Don’t Build a Billion-Dollar Infrastructure for a Million-Dollar Business
Are you building for the company you have, or the company you hope to become?
This tension comes up constantly with founders who are scaling quickly.
On a recent conversation with Jo Stapleton and John Canniffe on the Exit Engine podcast, we talked about something that quietly damages both margins and valuation.
Overbuilding.
It usually comes from good intentions.
It rarely ends well.
The Infrastructure Trap
As revenue climbs, founders start thinking ahead.
We need enterprise systems.
We need global suppliers.
We need a 3PL network built for $100 million.
We need executive layers that look like a Fortune 500 org chart.
The logic feels sound. Build ahead of growth.
But infrastructure carries fixed cost. And fixed cost amplifies pressure.
If you build a supply chain designed for $200 million while doing $20 million, you create:
- Margin compression
- Operational complexity
- Management overhead
- Cash strain
And now the business has to grow just to support the infrastructure it built too early.
That’s not scale. That’s weight.
Fit-for-Purpose Is Different From Underbuilding
This isn’t an argument for staying scrappy forever.
Underbuilding creates its own risks. Stockouts. Quality issues. Supplier fragility.
The goal is alignment.
Fit-for-purpose infrastructure means your systems, suppliers, and cost structure are appropriate for your current stage, with visibility into the next 12 to 18 months.
Not five years out.
When founders build for a hypothetical billion-dollar outcome too early, they introduce complexity before the organization has the revenue base to support it.
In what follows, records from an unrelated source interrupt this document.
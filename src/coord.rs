//! Cell coordinates and the search directions used by the targeting AI.

use core::fmt;

/// A 1-based cell coordinate. `(1, 1)` is the top-left corner of the
/// board; `y` grows downwards.
#[derive(Debug, Clone, Copy, PartialEq, Eq, Hash, PartialOrd, Ord)]
pub struct Coord {
    pub x: u32,
    pub y: u32,
}

impl Coord {
    pub const fn new(x: u32, y: u32) -> Self {
        Self { x, y }
    }

    /// Chebyshev distance: the larger of the per-axis absolute
    /// differences. Distance 1 covers the eight surrounding cells.
    pub fn chebyshev(self, other: Coord) -> u32 {
        self.x.abs_diff(other.x).max(self.y.abs_diff(other.y))
    }
}

impl fmt::Display for Coord {
    fn fmt(&self, f: &mut fmt::Formatter<'_>) -> fmt::Result {
        write!(f, "({}, {})", self.x, self.y)
    }
}

/// Direction of a directional search. Since `y` grows downwards,
/// `South` is `y + 1`.
#[derive(Debug, Clone, Copy, PartialEq, Eq)]
pub enum Direction {
    West,
    South,
    East,
    North,
}

impl Direction {
    /// Axis-opposite direction.
    pub fn opposite(self) -> Self {
        match self {
            Direction::West => Direction::East,
            Direction::South => Direction::North,
            Direction::East => Direction::West,
            Direction::North => Direction::South,
        }
    }

    /// Next direction in the fixed cyclic order West, South, East, North.
    pub fn next(self) -> Self {
        match self {
            Direction::West => Direction::South,
            Direction::South => Direction::East,
            Direction::East => Direction::North,
            Direction::North => Direction::West,
        }
    }

    /// One step from `from`, or `None` when the step would leave the
    /// 1-based coordinate space. Upper board bounds are the caller's to
    /// check.
    pub fn step(self, from: Coord) -> Option<Coord> {
        match self {
            Direction::West => (from.x > 1).then(|| Coord::new(from.x - 1, from.y)),
            Direction::South => Some(Coord::new(from.x, from.y + 1)),
            Direction::East => Some(Coord::new(from.x + 1, from.y)),
            Direction::North => (from.y > 1).then(|| Coord::new(from.x, from.y - 1)),
        }
    }
}
use clap::{Parser, Subcommand, ValueEnum};
use flotilla::{
    init_logging, AutomaticPlayer, Board, Game, ManualPlayer, Player, RandomPlayer, ShipFactory,
};
use rand::rngs::SmallRng;
use rand::SeedableRng;

#[derive(Parser)]
#[command(author, version, about, long_about = None)]
struct Cli {
    #[command(subcommand)]
    command: Commands,
}

#[derive(ValueEnum, Clone, Debug)]
enum OpponentType {
    Random,
    Automatic,
}

#[derive(Subcommand)]
enum Commands {
    /// Play an interactive game against an AI opponent.
    Play {
        #[arg(long, value_enum, default_value_t = OpponentType::Automatic)]
        opponent: OpponentType,
        #[arg(long, default_value_t = 10)]
        width: u32,
        #[arg(long, default_value_t = 10)]
        height: u32,
        #[arg(long, help = "Fix RNG seed for reproducible games (e.g., --seed 12345)")]
        seed: Option<u64>,
    },
    /// Run headless automatic-vs-random games and print a win tally.
    Sim {
        #[arg(long, default_value_t = 100)]
        games: u32,
        #[arg(long, default_value_t = 10)]
        width: u32,
        #[arg(long, default_value_t = 10)]
        height: u32,
        #[arg(long, help = "Fix RNG seed for reproducible games (e.g., --seed 12345)")]
        seed: Option<u64>,
    },
}

fn make_rng(seed: Option<u64>) -> SmallRng {
    match seed {
        Some(s) => SmallRng::seed_from_u64(s),
        None => {
            let mut seed_rng = rand::rng();
            SmallRng::from_rng(&mut seed_rng)
        }
    }
}

fn main() -> anyhow::Result<()> {
    init_logging();
    let cli = Cli::parse();

    match cli.command {
        Commands::Play {
            opponent,
            width,
            height,
            seed,
        } => {
            if let Some(s) = seed {
                println!("Using fixed seed: {} (game will be reproducible)", s);
            }
            let mut rng = make_rng(seed);
            let factory = ShipFactory::standard(width, height);
            let own = Board::generate(&factory, &mut rng).map_err(|e| anyhow::anyhow!(e))?;
            let enemy = Board::generate(&factory, &mut rng).map_err(|e| anyhow::anyhow!(e))?;

            let human: Box<dyn Player> = Box::new(ManualPlayer::new("You", own));
            let ai: Box<dyn Player> = match opponent {
                OpponentType::Random => Box::new(RandomPlayer::new("Computer", enemy)),
                OpponentType::Automatic => Box::new(AutomaticPlayer::new("Computer", enemy)),
            };

            let mut game = Game::new(human, ai);
            let report = game.play(&mut rng);
            println!("\n{} wins after {} turns.", report.winner, report.turns);
        }
        Commands::Sim {
            games,
            width,
            height,
            seed,
        } => {
            let mut rng = make_rng(seed);
            let factory = ShipFactory::standard(width, height);
            let mut automatic_wins = 0u32;
            let mut random_wins = 0u32;
            let mut total_turns = 0u64;
            for _ in 0..games {
                let b1 = Board::generate(&factory, &mut rng).map_err(|e| anyhow::anyhow!(e))?;
                let b2 = Board::generate(&factory, &mut rng).map_err(|e| anyhow::anyhow!(e))?;
                let mut game = Game::new(
                    Box::new(AutomaticPlayer::new("automatic", b1)),
                    Box::new(RandomPlayer::new("random", b2)),
                );
                let report = game.play(&mut rng);
                if report.winner == "automatic" {
                    automatic_wins += 1;
                } else {
                    random_wins += 1;
                }
                total_turns += u64::from(report.turns);
            }
            println!(
                "automatic: {} wins, random: {} wins, avg turns {:.1}",
                automatic_wins,
                random_wins,
                total_turns as f64 / f64::from(games.max(1)),
            );
        }
    }
    Ok(())
}
mod board;
mod common;
mod convert;
mod coord;
mod game;
mod logging;
mod player;
mod player_auto;
mod player_cli;
mod player_random;
mod ship;

pub use board::*;
pub use common::*;
pub use convert::*;
pub use coord::*;
pub use game::*;
pub use logging::init_logging;
pub use player::*;
pub use player_auto::*;
pub use player_cli::*;
pub use player_random::*;
pub use ship::*;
Complexity reduces clarity.
Clarity drives valuation.
What Buyers Actually Want to See
During diligence, buyers aren’t asking whether your infrastructure could support $500 million.
They’re asking whether it is:
- Stable
- Predictable
- Defensible
- Aligned with current scale
If your cost structure is bloated relative to revenue, buyers assume one of two things:
- Margins are overstated because cost hasn’t fully hit
- Margins will be pressured during integration
Neither helps your multiple.
Right-sized infrastructure signals discipline.
Discipline builds confidence.
Confidence drives competition among buyers.
Supply Chain as a Case Study
Supply chain is often where overbuilding shows up first.
Examples:
- Moving to a complex multi-node distribution model before order volume justifies it
- Signing long-term minimum commitments with suppliers that strain working capital
- Implementing ERP systems that require full-time teams to manage at modest scale
- Expanding international operations without operational readiness
Each move may make sense strategically.
But timing matters.
The right infrastructure at the wrong stage becomes drag.
Scaling in 12–18 Month Horizons
One of the principles we use when advising companies is simple.
Build for the stage you are in. Plan for the stage that is next.
Not the stage you dream about.
If you are at $15 million, design systems that support $30 to $40 million cleanly.
If you are at $40 million, design for $75 to $100 million.
This keeps complexity proportional to revenue.
It also keeps optionality intact.
If a strategic buyer enters the picture, a right-sized infrastructure is easier to integrate than an overengineered one.
The Psychology Behind Overbuilding
Overbuilding is rarely about logic.
It is about identity.
Founders want the business to feel bigger.
They want infrastructure that signals legitimacy.
Enterprise tools. Big offices. Complex org charts.
But buyers don’t value how sophisticated your tech stack looks.
They value how efficiently it produces margin and growth.
A simple system that works is more attractive than a complex one that requires explanation.
Questions to Ask Before You Build
Before investing in new infrastructure, ask:
Does this directly support current revenue growth?
Will this improve margin within the next 12 to 18 months?
Is this solving a real constraint, or a hypothetical future one?
Can we revisit this decision when revenue doubles?
If the answer is vague, delay.
Growth should pull infrastructure forward.
Infrastructure should not drag growth uphill.
Exit Readiness and Right-Sizing
Fit-for-purpose infrastructure is not just an operational principle.
It is an exit principle.
Buyers discount businesses that feel:
- Overly complex
- Cost-heavy relative to revenue
- Dependent on systems that require expensive teams to operate
They reward businesses that feel:
- Clean
- Lean
- Intentional
- Scalable without dramatic reinvestment
The goal is not to look big.
The goal is to be disciplined.
Build the Machine You Need Now
Scaling is not about installing everything at once.
It is about sequencing.
Right hire.
Right system.
Right supplier.
Right complexity.
At the right time.
When infrastructure matches stage, margins stay healthier.
When margins stay healthier, valuation stays stronger.
If exit is part of the long-term plan, timing your infrastructure decisions matters as much as making them.
Build the machine you need now.
Design it so the next version is easier to add.
That’s how you scale without killing your multiple.